Amendment to BTC I Partnership Agreement
The parties to the BTC I Partnership Agreement entered into a second amendment to the agreement on January 12, 2021 (the “Amendment”). Pursuant to the Amendment, effective as of December 22, 2020 (the “Effective Date”), a portion of the BTC I SLP’s incentive distribution in the amount of $16 million was issued as an increase of the BTC I SLP’s interest in the BTC I Partnership. As of the Effective Date, the BTC I GP owned an 8.9% interest, the BTC I LP owned a 17.9% interest, the BTC I SLP owned a 1.2% interest and the third party partner, QR Master Holdings USA II LP (the “QR Limited Partner”), owned a 72.0% interest in BTC I. The QR Limited Partner was previously assigned 100% of the interest held by the BCIMC Limited Partner, as defined in the Prior 8-K.
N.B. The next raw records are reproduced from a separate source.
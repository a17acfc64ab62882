//! Port traits.
//!
//! These traits define the boundaries between the matrix/job/build logic and
//! the external collaborators it drives (services, package installers, test
//! runners, artifact stores).

use crate::axis::ArtifactTag;
use crate::events::Event;
use crate::ids::*;
use crate::job::{GateResult, Job, JobReport, ServiceEndpoint};
use crate::report::{CoverageReport, TestReport};
use crate::selection::MarkerSelection;
use crate::Result;
use async_trait::async_trait;
use futures::Stream;
use std::collections::{BTreeMap, BTreeSet};
use std::fmt;
use std::path::PathBuf;
use std::pin::Pin;

/// Stream of events.
pub type EventStream = Pin<Box<dyn Stream<Item = Result<Event>> + Send>>;

/// Event bus for publishing and subscribing to events.
#[async_trait]
pub trait EventBus: Send + Sync {
    /// Publish an event.
    async fn publish(&self, event: Event) -> Result<()>;

    /// Subscribe to events matching a pattern.
    /// Pattern supports wildcards: `trigger.*.cancelled`, `trigger.>`
    async fn subscribe(&self, pattern: &str) -> Result<EventStream>;
}

/// Starts and stops the external services a job needs.
#[async_trait]
pub trait ServiceProvisioner: Send + Sync {
    /// Start (or locate) `service` for `job` and wait until it is ready.
    async fn provision(&self, job: JobId, service: &str) -> Result<ServiceEndpoint>;

    /// Release a previously provisioned service.
    async fn release(&self, endpoint: &ServiceEndpoint) -> Result<()>;
}

/// Request to install a resolved dependency set.
#[derive(Debug, Clone)]
pub struct InstallRequest {
    pub tag: ArtifactTag,
    pub runtime: String,
    /// Requirement lines; exact `name==version` pins when resolved against
    /// a package index.
    pub requirements: Vec<String>,
    pub system_packages: BTreeSet<String>,
    pub workdir: PathBuf,
    pub env: BTreeMap<String, String>,
    pub matrix: BTreeMap<String, String>,
}

/// Installs dependencies into a job's environment.
#[async_trait]
pub trait DependencyInstaller: Send + Sync {
    async fn install(&self, request: &InstallRequest) -> Result<()>;
}

/// One scoped test run.
#[derive(Debug, Clone)]
pub struct TestInvocation {
    pub tag: ArtifactTag,
    pub selection: MarkerSelection,
    pub workers: usize,
    /// Private writable copy of the test-data assets.
    pub workdir: PathBuf,
    pub env: BTreeMap<String, String>,
    pub matrix: BTreeMap<String, String>,
    pub report_path: PathBuf,
    pub coverage_path: PathBuf,
}

/// Runs the library's test suite.
#[async_trait]
pub trait TestExecutor: Send + Sync {
    /// Run the selected tests. `Err` means the run itself could not complete.
    async fn execute(&self, invocation: &TestInvocation) -> Result<TestReport>;
}

/// Checks that a backend module is importable after a build.
#[async_trait]
pub trait ModuleImporter: Send + Sync {
    async fn verify(&self, module: &str, env: &BTreeMap<String, String>) -> Result<()>;
}

/// Who an artifact belongs to.
#[derive(Debug, Clone, Copy, PartialEq, Eq, Hash)]
pub enum ArtifactScope {
    Trigger(TriggerId),
    /// One job of a trigger. Jobs may share a tag (a primary and a
    /// min-version job, or extra axes), so the index keeps them apart.
    Job { trigger_id: TriggerId, index: usize },
    Build(BuildId),
}

impl ArtifactScope {
    /// The scope whose directory holds this one's artifacts.
    pub fn root(&self) -> ArtifactScope {
        match *self {
            ArtifactScope::Job { trigger_id, .. } => ArtifactScope::Trigger(trigger_id),
            other => other,
        }
    }
}

impl fmt::Display for ArtifactScope {
    fn fmt(&self, f: &mut fmt::Formatter<'_>) -> fmt::Result {
        match self {
            ArtifactScope::Trigger(id) => write!(f, "{}", id),
            ArtifactScope::Job { trigger_id, index } => write!(f, "{}/{}", trigger_id, index),
            ArtifactScope::Build(id) => write!(f, "{}", id),
        }
    }
}

/// Artifact store for reports and coverage.
#[async_trait]
pub trait ArtifactSink: Send + Sync {
    async fn emit_report(&self, scope: ArtifactScope, report: &TestReport) -> Result<PathBuf>;

    async fn emit_coverage(&self, scope: ArtifactScope, coverage: &CoverageReport)
    -> Result<PathBuf>;

    /// Mark a trigger's artifacts as complete. Never called for cancelled
    /// triggers.
    async fn seal(&self, gate: &GateResult) -> Result<PathBuf>;
}

/// Runs one job to completion. Per-job failures are folded into the report.
#[async_trait]
pub trait JobExecutor: Send + Sync {
    async fn run(&self, job: Job) -> JobReport;
}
The Amendment also provides that the BTC I SLP will participate pro rata (based on its percentage interest) in any distributions of available cash and liquidating distributions. In addition, the BTC I SLP will be treated in the same manner as the BTC I LP for purposes of the rights of first offer, tag along rights, buy-sell and forced sale provisions of the BTC I Partnership Agreement, which were described in the Prior 8-K.
Pursuant to the Amendment, the QR Limited Partner and the BTC I SLP each have the right, on 15 days’ prior written notice, to cause BTC I to redeem the BTC I SLP’s interest. Until March 31, 2021, the redemption price will be $16 million. Thereafter, the redemption price will be the fair market value of the interest, determined based on the latest appraised value of BTC I’s assets plus any capital contributions funded with respect to such assets since the appraised value was finalized, in each case adjusted to reflect any applicable distributions in connection with any capital transactions.
As also disclosed in the Prior 8-K, we entered in to an agreement (the “BTC I Services Agreement”) between the BTC I GP, the BTC I SLP, and the Advisor, pursuant to which the BTC I GP appointed the BTC I SLP to provide acquisition and asset management services and, to the extent applicable, development management and development oversight services (the “BTC I Advisory Services”) and assigned to the BTC I SLP the fees payable pursuant to the BTC I Partnership Agreement for providing the BTC I Advisory Services. In connection with the transactions described above, the BTC I SLP assigned its interest in the BTC I Services Agreement to Industrial Property Advisors Sub II LLC (the “BTC I Service Provider”), including, without limitation, the BTC I SLP’s obligations to provide services and right to receive fees under the agreement, with such assignment effective as of the Effective Date. The BTC I Service Provider is owned by an affiliate of the Advisor.